I plan to compare the accumulation and use of career capital of self-managed expatriates, “local-plus” expatriates and traditional expatriates, collecting data from employees and HR managers to cover individual and organisational perspectives. The results of the literature review that led to my research questions were presented at the EURAM (European Academy of Management) conference in December 2020. For more information: https://youtu.be/mkAMgDAKl7E
Giovanna MILANI – Doctoral Student at the Global Mobility Department of the Airbus Group, and supervised by Cordula BARZANTNY and Alain KLARSFELD, researchers at the Work, Health and Employment Lab at TBS
– What is the subject of your thesis?
I am currently studying remuneration and rewards for corporate expatriates.
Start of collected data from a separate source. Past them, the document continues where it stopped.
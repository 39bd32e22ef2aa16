//! Full and incremental refresh algorithms. Both are pure functions of the config source and
//! (for incremental) the previously cached table; the cache module owns coalescing and
//! mutation of the cached entry, this module owns only what a single refresh attempt does.

use std::sync::Arc;

use tokio_util::sync::CancellationToken;

use crate::config_source::CatalogConfigSource;
use crate::error::CatalogError;
use crate::namespace::Namespace;
use crate::retry::with_retry;
use crate::routing_table::{RoutingTable, ShardedRoutingTable};

const MAX_MERGE_RETRIES: u32 = 3;

/// Full load: used when no prior state exists for the namespace.
pub async fn full_load(
    source: &Arc<dyn CatalogConfigSource>,
    nss: &Namespace,
    cancel: &CancellationToken,
) -> Result<RoutingTable, CatalogError> {
    let database = with_retry(cancel, || source.get_database(nss.db())).await?;
    let database = database.ok_or_else(|| CatalogError::NamespaceNotFound(nss.db().to_string()))?;

    let collection = with_retry(cancel, || source.get_collection(nss)).await?;
    let Some(collection) = collection else {
        return Ok(RoutingTable::Unsharded { primary: database.primary });
    };

    let chunks = with_retry(cancel, || source.list_chunks(nss, collection.epoch)).await?;
    let table = ShardedRoutingTable::build(
        collection.epoch,
        collection.shard_key.clone(),
        chunks,
        collection.resharding.clone(),
    )?;
    Ok(RoutingTable::Sharded(table))
}

/// Incremental load: used to update an existing sharded table. Falls back to a full load if
/// the collection's epoch has moved on since the cached table was built.
pub async fn incremental_load(
    source: &Arc<dyn CatalogConfigSource>,
    nss: &Namespace,
    cached: &ShardedRoutingTable,
    cancel: &CancellationToken,
) -> Result<RoutingTable, CatalogError> {
    let collection = with_retry(cancel, || source.get_collection(nss)).await?;
    let Some(collection) = collection else {
        return Err(CatalogError::NamespaceNotFound(nss.to_string()));
    };

    if collection.epoch != cached.epoch {
        return full_load(source, nss, cancel).await;
    }

    let since = cached.collection_version();
    let mut table = cached.clone();
    let mut attempt = 0;
    loop {
        let fresh = with_retry(cancel, || source.list_chunks_since(nss, collection.epoch, since)).await?;
        match table.merge(fresh) {
            Ok(()) => return Ok(RoutingTable::Sharded(table)),
            Err(e) if attempt < MAX_MERGE_RETRIES => {
                attempt += 1;
                tracing::warn!(
                    attempt,
                    namespace = %nss,
                    error = %e,
                    "chunk merge violated partition invariant, retrying incremental refresh"
                );
                table = cached.clone();
            }
            Err(e) => return Err(e),
        }
    }
}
My PhD is of an industrial type, which means that I work in a multinational company, with daily access to data and on a research topic that will have managerial implications for the company.
Within an organization, corporate expatriates constitute a specific group. They are sent abroad mainly when it is not possible to find locally all the specific skills required for the task. This is a significant investment for the company, i.e. according to certain criteria, the average costs of a corporate expatriate can double compared to an ordinary employee. An assignment abroad normally lasts between six months and five years and is defined by policy.
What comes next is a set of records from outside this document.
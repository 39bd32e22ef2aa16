//! `Simple8bTypeUtil`-equivalent primitives: the domain transforms that turn a typed BSON
//! value into an integer suitable for delta encoding, and back.
//!
//! Carried over bit-for-bit in meaning from `simple8b_type_util.h`: zig-zag folds a signed
//! delta into the unsigned domain Simple-8b packs, ObjectId and Decimal128 move into a wide
//! integer domain before folding, and doubles move through a fixed scale table (falling back
//! to reinterpreting the mantissa bits as an integer when no scale represents the value
//! exactly).

use meridian_core::{Decimal128, ObjectId};

/// The five fixed scale factors doubles are tried against, in encoding preference order.
/// Index 4 (×10^8) is tried first since it is exact for the widest range of real-world
/// measurements with up to eight decimal digits; callers fall back toward index 0 and then
/// to memory-as-integer mode as exactness fails.
pub const SCALE_TABLE: [f64; 5] = [1.0, 10.0, 100.0, 10_000.0, 100_000_000.0];

/// Sentinel scale "index" used when no entry in [`SCALE_TABLE`] represents a double exactly;
/// the double's bit pattern is delta-encoded as an i64 instead of a scaled integer.
pub const MEMORY_AS_INTEGER: u8 = 5;

pub fn zigzag_encode_i64(n: i64) -> u64 {
    ((n << 1) ^ (n >> 63)) as u64
}

pub fn zigzag_decode_i64(n: u64) -> i64 {
    ((n >> 1) as i64) ^ -((n & 1) as i64)
}

pub fn zigzag_encode_i128(n: i128) -> u128 {
    ((n << 1) ^ (n >> 127)) as u128
}

pub fn zigzag_decode_i128(n: u128) -> i128 {
    ((n >> 1) as i128) ^ -((n & 1) as i128)
}

/// Splits a zig-zagged 128-bit magnitude into two 60-bit-packable Simple-8b slots. The high
/// half carries the top 64 bits, the low half the bottom 64 bits; decode reassembles them with
/// [`join_u128`].
pub fn split_u128(n: u128) -> (u64, u64) {
    ((n >> 64) as u64, n as u64)
}

pub fn join_u128(hi: u64, lo: u64) -> u128 {
    ((hi as u128) << 64) | (lo as u128)
}

/// ObjectId reduces to a 96-bit unsigned magnitude (zero-extended into i128) rather than a
/// 64-bit domain: a 12-byte id does not fit losslessly into 64 bits, so deltas here use the
/// same wider integer domain Decimal128 uses.
pub fn object_id_to_i128(id: &ObjectId) -> i128 {
    let mut buf = [0u8; 16];
    buf[4..16].copy_from_slice(id.as_bytes());
    i128::from_be_bytes(buf)
}

pub fn i128_to_object_id(n: i128) -> ObjectId {
    let buf = n.to_be_bytes();
    let mut bytes = [0u8; 12];
    bytes.copy_from_slice(&buf[4..16]);
    ObjectId::from_bytes(bytes)
}

pub fn decimal128_to_i128(d: Decimal128) -> i128 {
    d.0 as i128
}

pub fn i128_to_decimal128(n: i128) -> Decimal128 {
    Decimal128(n as u128)
}

/// Tries each scale in [`SCALE_TABLE`], widest multiplier first, returning the first index
/// that reproduces `value` exactly when divided back out. Returns `None` (memory-as-integer)
/// when no scale is exact or the scaled magnitude would not fit a 60-bit Simple-8b payload.
pub fn best_scale_for(value: f64) -> Option<u8> {
    if !value.is_finite() {
        return None;
    }
    for (idx, &factor) in SCALE_TABLE.iter().enumerate().rev() {
        let scaled = value * factor;
        if scaled.abs() >= (1i64 << 60) as f64 {
            continue;
        }
        let rounded = scaled.round();
        if rounded / factor == value {
            return Some(idx as u8);
        }
    }
    None
}

pub fn scale_factor(index: u8) -> Option<f64> {
    SCALE_TABLE.get(index as usize).copied()
}

/// Reinterprets a double's bits as a signed integer for memory-as-integer delta mode.
pub fn double_to_bits_i64(value: f64) -> i64 {
    value.to_bits() as i64
}

pub fn bits_i64_to_double(bits: i64) -> f64 {
    f64::from_bits(bits as u64)
}

#[cfg(test)]
mod tests {
    use super::*;

    #[test]
    fn zigzag_i64_roundtrip() {
        for n in [0i64, 1, -1, 2, -2, i64::MAX, i64::MIN, 12345, -98765] {
            assert_eq!(zigzag_decode_i64(zigzag_encode_i64(n)), n);
        }
    }

    #[test]
    fn zigzag_i128_roundtrip() {
        for n in [0i128, 1, -1, i128::MAX, i128::MIN, 1 << 100, -(1 << 100)] {
            assert_eq!(zigzag_decode_i128(zigzag_encode_i128(n)), n);
        }
    }

    #[test]
    fn object_id_roundtrip() {
        let id = ObjectId::from_bytes([1, 2, 3, 4, 5, 6, 7, 8, 9, 10, 11, 12]);
        let n = object_id_to_i128(&id);
        assert_eq!(i128_to_object_id(n), id);
    }

    #[test]
    fn scale_selection_picks_widest_exact_scale() {
        assert_eq!(best_scale_for(1.5), Some(4));
        assert_eq!(best_scale_for(0.1), Some(4));
        assert_eq!(best_scale_for(1.0 / 3.0), None);
    }

    #[test]
    fn u128_split_join_roundtrip() {
        let n: u128 = 0x0123_4567_89ab_cdef_fedc_ba98_7654_3210;
        let (hi, lo) = split_u128(n);
        assert_eq!(join_u128(hi, lo), n);
    }
}
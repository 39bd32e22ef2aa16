//! # MeridianDB Core Primitives
//!
//! Shared foundation for the sharded document database's data plane: the document value
//! model consumed by the catalog and the codec, the shard-key ordering used to position
//! keys within chunk ranges, the shard registry, and the configuration-loading convention
//! every other component follows.
//!
//! This crate intentionally has no knowledge of routing tables, transactions, or the
//! BSONColumn wire format — those live in `meridian-catalog`, `meridian-txn`, and
//! `meridian-bsoncolumn` respectively, each depending on this crate rather than the reverse.

pub mod config;
pub mod document;
pub mod registry;
pub mod shard_key;

pub use document::{BsonType, BsonValue, Decimal128, Document, ObjectId, UtcMillis};
pub use registry::{ShardConfigSource, ShardDescriptor, ShardId, ShardRegistry, ShardRegistryError};
pub use shard_key::{compare_bson_values, ShardKeyPattern, ShardKeyTuple, ShardKeyValue};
These policies focus my attention. The objective of my thesis is to analyse what are the different procedures for managing expatriate compensation in European countries. My work also focuses on ways to harmonise these practices in order to improve mobility. Another objective is to determine what the current obstacles to this movement are, in the hope of being able to propose creative solutions to overcome them.
– What are your motivations to choose this subject?
My motivation for this topic comes from the fact that I am an expatriate myself. I have had to face the challenges of expatriation and I can identify with people in the same situation.
– What results has your research yielded so far?
So far, my research has shown that expatriate compensation should not only focus on the financial aspect, but also on non-monetary rewards. An assignment has a huge impact on the expatriate’s family and companies should also pay attention to this. Failure to adjust can often mean the failure of a mission.
Benoît PIVIN, Head of the Global Mobility Department – Airbus Group
“The aeronautical sector is facing, for the first time in its recent history, a massive disruption affecting direct mobility of any kind. In Airbus, mobility is by essence our business and the GLOMO project, in this changing time, will support our transformation by bringing us new angles of reflexion, expertise, a high-level vision inspired and supported by the Glomo community. Definitely a plus in these challenging times”.